Rentnergerechte Wohnungseinrichtung
Würdig in den Ruhestand
Jeder wird alt, auch wenn es keiner wahrhaben will. Irgendwann kommt die Zeit, an der die Rente ansteht. Spätestens dann sollte sich jeder Gedanken über sein zukünftiges Leben machen. Früher oder später setzen körperliche Beschwerden ein, Laufen wird immer schwerer. Damit es zu keinen Problemen in der Mobilität kommt, gilt es, eine Wohnung intelligent zu planen. Wenn es zu diesem Punkt kommt, sollten alles schon längst durchdacht sein. Enkel mögen zwar etwas Schönes sein, doch sie sollen ihre Oma nicht humpeln sehen. Würde ist ein wichtiges Gut und es wird die Zeit kommen, an der fremde Hilfe nötig sein wird. Bis zu diesem Punkt sollte alles unternommen werden, um ein angenehmes Leben zu führen.
Gesunde Ernährung spielt eine wichtige Rolle. Auch im Alter darf der Körper nicht vernachlässigt werden. Gelenke und Muskel machen nicht jede Belastung mit, deshalb ist ein Thermalbad als gesunde Methodik für Körper und Geist zu empfehlen. Es belastet den Körper nicht sehr und hilft sich zu regenerieren. Matte Lampen ermöglichen dem Besucher einen angenehmen Tag ohne großen Stress. Entspannung und Ruhe ist angesagt, um in Würde alt zu werden.

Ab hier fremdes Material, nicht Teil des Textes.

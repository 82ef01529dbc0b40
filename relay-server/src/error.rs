//! Error types for the relay.

use crate::transport::TransportError;
use relay_types::{CodecError, PublicKey};

/// Main error type for relay operations that surface to the process.
#[derive(Debug, thiserror::Error)]
pub enum RelayError {
    /// Configuration error.
    #[error("configuration error: {0}")]
    Config(#[from] crate::config::ConfigError),

    /// I/O error (bind, accept).
    #[error("I/O error: {0}")]
    Io(#[from] std::io::Error),
}

/// Why an envelope could not be placed on a recipient's delivery queue.
///
/// All variants are recovered locally: the envelope is dropped and logged.
#[derive(Debug, Clone, PartialEq, Eq, thiserror::Error)]
pub enum RouteError {
    /// Envelope has an empty `TO`.
    #[error("envelope has no recipient")]
    MissingRecipient,

    /// Envelope has an empty `FROM`.
    #[error("envelope has no sender")]
    MissingSender,

    /// No live connection is registered for the recipient.
    #[error("recipient {} is not connected", .recipient.fingerprint())]
    Undeliverable {
        /// The unresolved recipient.
        recipient: PublicKey,
    },

    /// Recipient's delivery queue is full.
    #[error("recipient {} delivery queue is full", .recipient.fingerprint())]
    Backpressure {
        /// The slow recipient.
        recipient: PublicKey,
    },

    /// Recipient was found but is shutting down.
    #[error("recipient {} is closing", .recipient.fingerprint())]
    RecipientClosed {
        /// The closing recipient.
        recipient: PublicKey,
    },
}

/// Failure to enqueue on a single connection.
#[derive(Debug, Clone, Copy, PartialEq, Eq, thiserror::Error)]
pub enum SendError {
    /// Delivery queue is at capacity.
    #[error("delivery queue is full")]
    Backpressure,

    /// Connection is not active.
    #[error("connection is closed")]
    Closed,
}

/// Failures while establishing a connection's identity.
#[derive(Debug, thiserror::Error)]
pub enum HandshakeError {
    /// No NEW_CONNECTION frame within the configured timeout.
    #[error("handshake timed out after {0}s")]
    Timeout(u64),

    /// Transport closed before the handshake completed.
    #[error("connection closed before handshake")]
    Closed,

    /// Transport failure during the handshake.
    #[error("transport error during handshake: {0}")]
    Transport(#[from] TransportError),

    /// First frame could not be decoded.
    #[error("invalid handshake frame: {0}")]
    Malformed(#[from] CodecError),

    /// First frame was not NEW_CONNECTION.
    #[error("expected NEW_CONNECTION, got {0:?}")]
    UnexpectedLabel(String),

    /// NEW_CONNECTION carried an empty `FROM`.
    #[error("NEW_CONNECTION has no public key")]
    MissingKey,

    /// Too many connection attempts for this key.
    #[error("connection rate limit exceeded for {}", .0.fingerprint())]
    RateLimited(PublicKey),
}

/// Result type alias for relay operations.
pub type Result<T> = std::result::Result<T, RelayError>;

/// Result type alias for routing.
pub type RouteResult = std::result::Result<(), RouteError>;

Die Enkel werden es dem Opa danken, denn sie haben an einem gesunden und vitalen Familienoberhaupt viel Freude.
Mobilität als wichtiges Auswahlkriterium
Die Planung einer Wohnung muss auf ihren praktischen Nutzen ausgerichtet sein. Hohe Stufen müssen von Anfang an verbannt werden. Sie kosten viel Muskelkraft und belasten die Gelenke unnötig. Auch wenn in einem Zimmer viele Emotionen stecken, sollte es sich nicht im 12. Stock ohne Aufzug befinden. Es ist anstrengend zu erreichen und bei einem Notfall kann dem Betroffenen schwer geholfen werden. Ein Umzug ist zwar stressig, doch auf dem Land lässt sich das Rentnerleben angenehm zu Ende führen. Die Häuser sind groß und Besuche aus der Stadt sind ohne Probleme möglich. Kinder und Eltern können regelmäßig vorbeischauen und bei dem Nötigsten helfen. Auf dem Land gibt es Wälder, die zu Spaziergängen einladen. Das tut der Lunge und dem Körper gut.
Eine Wohnung sollte keinen starken Durchzug haben, das gefährdet die Gesundheit. Schränke und Türen müssen leicht zu öffnen sein und sich in greifbarer Nähe befinden. Wenn man sich oft bücken muss um den Zucker zu erreichen, schadet das der Wirbelsäule. Die Bandscheiben werden es garantiert nicht danken. Besonders in der Küche sollten die Schränke in Armhöhe gelegen sein.
Optimale Zimmerplanung
Bei der Einrichtung eines Zimmers sollte die Belegung wohl durchdacht sein. Das Wohnzimmer sollte sich zentral befinden, während das Klo in der Nähe der Betten gelegen sein sollte. In der Nacht ist das Bedürfnis groß und es würde die Gelenke belasten, wenn jedes Mal eine Treppe bestiegen werden müsste.
Sperrige Gegenstände müssen aus der Wohnung verbannt werden, die Gänge sollten frei sein. Der Platz ist eng, doch das Verletzungsrisiko ist wichtiger. Wer Probleme mit seiner Hüfte hat, wird dies garantiert nicht durch einen Sturz an einem kleinen Schrank bessern. Allgemein betrachtet sollte ein Wohnung ziemlich leer gehalten werden und stabil gebaut sein. Nichts sollte ruckeln oder umkippen können. Ein Rentner ist nicht mehr so schnell und könnte unter einem großen Kleiderschrank begraben werden. Tische und Stühle sollten nicht wackeln, das Kipprisiko muss minimiert werden. Der Boden muss stabil sein, nichts sollte rutschen. Damit das gegeben ist, dürfen sich keine Teppiche an einem glitschigen Boden befinden. Ein Sessel hat Armlehnen, die zum gemütlichen Flanieren einladen. Er sollte nicht zu niedrig sein, da es ansonsten zu Problemen mit dem Rücken kommt.
Bei einem Umzug sollten alle rechtlichen Fördermittel ausgeschöpft werden, die der Staat bietet. Zusätzlich zur Rente sind spezielle Pflegedienste möglich, falls eine Person schwer krank sein sollte. Diese werden dem Betroffenen ersetzt.